### PROVIDED DATA
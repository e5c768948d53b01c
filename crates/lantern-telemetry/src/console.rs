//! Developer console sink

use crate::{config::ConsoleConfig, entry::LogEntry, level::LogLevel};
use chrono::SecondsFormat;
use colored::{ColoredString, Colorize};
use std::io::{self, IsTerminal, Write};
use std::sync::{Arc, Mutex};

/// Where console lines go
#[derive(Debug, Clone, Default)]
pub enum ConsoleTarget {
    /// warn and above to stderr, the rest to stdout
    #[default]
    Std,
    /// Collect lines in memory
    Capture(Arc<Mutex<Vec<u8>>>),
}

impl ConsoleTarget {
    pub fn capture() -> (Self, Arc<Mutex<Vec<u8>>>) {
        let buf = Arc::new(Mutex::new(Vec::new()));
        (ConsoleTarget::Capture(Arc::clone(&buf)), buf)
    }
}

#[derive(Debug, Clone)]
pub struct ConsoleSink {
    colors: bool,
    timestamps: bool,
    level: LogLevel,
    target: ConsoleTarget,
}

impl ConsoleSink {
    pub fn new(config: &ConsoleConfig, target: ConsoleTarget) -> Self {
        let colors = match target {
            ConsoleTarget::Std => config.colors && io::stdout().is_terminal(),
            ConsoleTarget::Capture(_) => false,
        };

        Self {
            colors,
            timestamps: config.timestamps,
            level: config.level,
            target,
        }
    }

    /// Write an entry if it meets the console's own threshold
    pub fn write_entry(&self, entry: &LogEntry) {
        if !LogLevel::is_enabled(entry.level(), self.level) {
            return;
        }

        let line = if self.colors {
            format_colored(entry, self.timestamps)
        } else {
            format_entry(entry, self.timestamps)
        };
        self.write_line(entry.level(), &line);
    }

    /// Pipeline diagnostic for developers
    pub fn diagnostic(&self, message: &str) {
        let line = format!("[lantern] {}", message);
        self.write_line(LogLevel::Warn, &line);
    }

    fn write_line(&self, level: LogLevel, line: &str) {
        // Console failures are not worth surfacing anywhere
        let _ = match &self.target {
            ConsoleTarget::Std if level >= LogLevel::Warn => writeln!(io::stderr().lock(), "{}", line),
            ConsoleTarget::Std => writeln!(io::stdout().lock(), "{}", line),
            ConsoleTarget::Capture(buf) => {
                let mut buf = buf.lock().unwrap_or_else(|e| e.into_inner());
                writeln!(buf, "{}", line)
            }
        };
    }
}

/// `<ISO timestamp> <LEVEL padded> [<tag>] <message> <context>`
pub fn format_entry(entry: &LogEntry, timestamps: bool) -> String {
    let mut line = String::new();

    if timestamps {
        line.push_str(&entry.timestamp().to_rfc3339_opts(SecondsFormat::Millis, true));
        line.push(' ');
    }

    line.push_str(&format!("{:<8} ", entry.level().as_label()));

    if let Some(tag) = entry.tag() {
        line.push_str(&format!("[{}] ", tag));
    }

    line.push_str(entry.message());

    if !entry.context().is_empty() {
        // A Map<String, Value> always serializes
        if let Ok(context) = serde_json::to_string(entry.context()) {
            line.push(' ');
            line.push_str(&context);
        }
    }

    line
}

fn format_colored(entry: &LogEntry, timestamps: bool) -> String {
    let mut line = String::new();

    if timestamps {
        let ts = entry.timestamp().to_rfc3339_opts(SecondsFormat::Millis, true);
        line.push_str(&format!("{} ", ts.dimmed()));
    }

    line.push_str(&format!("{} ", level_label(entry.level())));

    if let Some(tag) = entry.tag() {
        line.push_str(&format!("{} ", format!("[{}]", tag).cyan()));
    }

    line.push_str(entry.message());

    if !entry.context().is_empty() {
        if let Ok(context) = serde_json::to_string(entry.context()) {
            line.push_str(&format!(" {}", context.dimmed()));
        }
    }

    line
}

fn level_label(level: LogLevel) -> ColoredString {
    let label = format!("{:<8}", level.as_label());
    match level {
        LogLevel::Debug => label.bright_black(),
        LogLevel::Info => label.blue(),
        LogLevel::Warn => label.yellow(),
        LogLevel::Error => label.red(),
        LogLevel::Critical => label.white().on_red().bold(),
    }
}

### INSTRUCTIONS TO FOLLOW
Print all the lines exactly as they occur in the listing.

### SOLUTION FOR THIS EXERCISE
repository e5c768948d53b01c
filename crates/lantern-telemetry/src/console.rs
//! Developer console sink

use crate::{config::ConsoleConfig, entry::LogEntry, level::LogLevel};
use chrono::SecondsFormat;
use colored::{ColoredString, Colorize};
use std::io::{self, IsTerminal, Write};
use std::sync::{Arc, Mutex};

/// Where console lines go
#[derive(Debug, Clone, Default)]
pub enum ConsoleTarget {
    /// warn and above to stderr, the rest to stdout
    #[default]
    Std,
    /// Collect lines in memory
    Capture(Arc<Mutex<Vec<u8>>>),
}

impl ConsoleTarget {
    pub fn capture() -> (Self, Arc<Mutex<Vec<u8>>>) {
        let buf = Arc::new(Mutex::new(Vec::new()));
        (ConsoleTarget::Capture(Arc::clone(&buf)), buf)
    }
}

#[derive(Debug, Clone)]
pub struct ConsoleSink {
    colors: bool,
    timestamps: bool,
    level: LogLevel,
    target: ConsoleTarget,
}

impl ConsoleSink {
    pub fn new(config: &ConsoleConfig, target: ConsoleTarget) -> Self {
        let colors = match target {
            ConsoleTarget::Std => config.colors && io::stdout().is_terminal(),
            ConsoleTarget::Capture(_) => false,
        };

        Self {
            colors,
            timestamps: config.timestamps,
            level: config.level,
            target,
        }
    }

    /// Write an entry if it meets the console's own threshold
    pub fn write_entry(&self, entry: &LogEntry) {
        if !LogLevel::is_enabled(entry.level(), self.level) {
            return;
        }

        let line = if self.colors {
            format_colored(entry, self.timestamps)
        } else {
            format_entry(entry, self.timestamps)
        };
        self.write_line(entry.level(), &line);
    }

    /// Pipeline diagnostic for developers
    pub fn diagnostic(&self, message: &str) {
        let line = format!("[lantern] {}", message);
        self.write_line(LogLevel::Warn, &line);
    }

    fn write_line(&self, level: LogLevel, line: &str) {
        // Console failures are not worth surfacing anywhere
        let _ = match &self.target {
            ConsoleTarget::Std if level >= LogLevel::Warn => writeln!(io::stderr().lock(), "{}", line),
            ConsoleTarget::Std => writeln!(io::stdout().lock(), "{}", line),
            ConsoleTarget::Capture(buf) => {
                let mut buf = buf.lock().unwrap_or_else(|e| e.into_inner());
                writeln!(buf, "{}", line)
            }
        };
    }
}

/// `<ISO timestamp> <LEVEL padded> [<tag>] <message> <context>`
pub fn format_entry(entry: &LogEntry, timestamps: bool) -> String {
    let mut line = String::new();

    if timestamps {
        line.push_str(&entry.timestamp().to_rfc3339_opts(SecondsFormat::Millis, true));
        line.push(' ');
    }

    line.push_str(&format!("{:<8} ", entry.level().as_label()));

    if let Some(tag) = entry.tag() {
        line.push_str(&format!("[{}] ", tag));
    }

    line.push_str(entry.message());

    if !entry.context().is_empty() {
        // A Map<String, Value> always serializes
        if let Ok(context) = serde_json::to_string(entry.context()) {
            line.push(' ');
            line.push_str(&context);
        }
    }

    line
}

fn format_colored(entry: &LogEntry, timestamps: bool) -> String {
    let mut line = String::new();

    if timestamps {
        let ts = entry.timestamp().to_rfc3339_opts(SecondsFormat::Millis, true);
        line.push_str(&format!("{} ", ts.dimmed()));
    }

    line.push_str(&format!("{} ", level_label(entry.level())));

    if let Some(tag) = entry.tag() {
        line.push_str(&format!("{} ", format!("[{}]", tag).cyan()));
    }

    line.push_str(entry.message());

    if !entry.context().is_empty() {
        if let Ok(context) = serde_json::to_string(entry.context()) {
            line.push_str(&format!(" {}", context.dimmed()));
        }
    }

    line
}

fn level_label(level: LogLevel) -> ColoredString {
    let label = format!("{:<8}", level.as_label());
    match level {
        LogLevel::Debug => label.bright_black(),
        LogLevel::Info => label.blue(),
        LogLevel::Warn => label.yellow(),
        LogLevel::Error => label.red(),
        LogLevel::Critical => label.white().on_red().bold(),
    }
}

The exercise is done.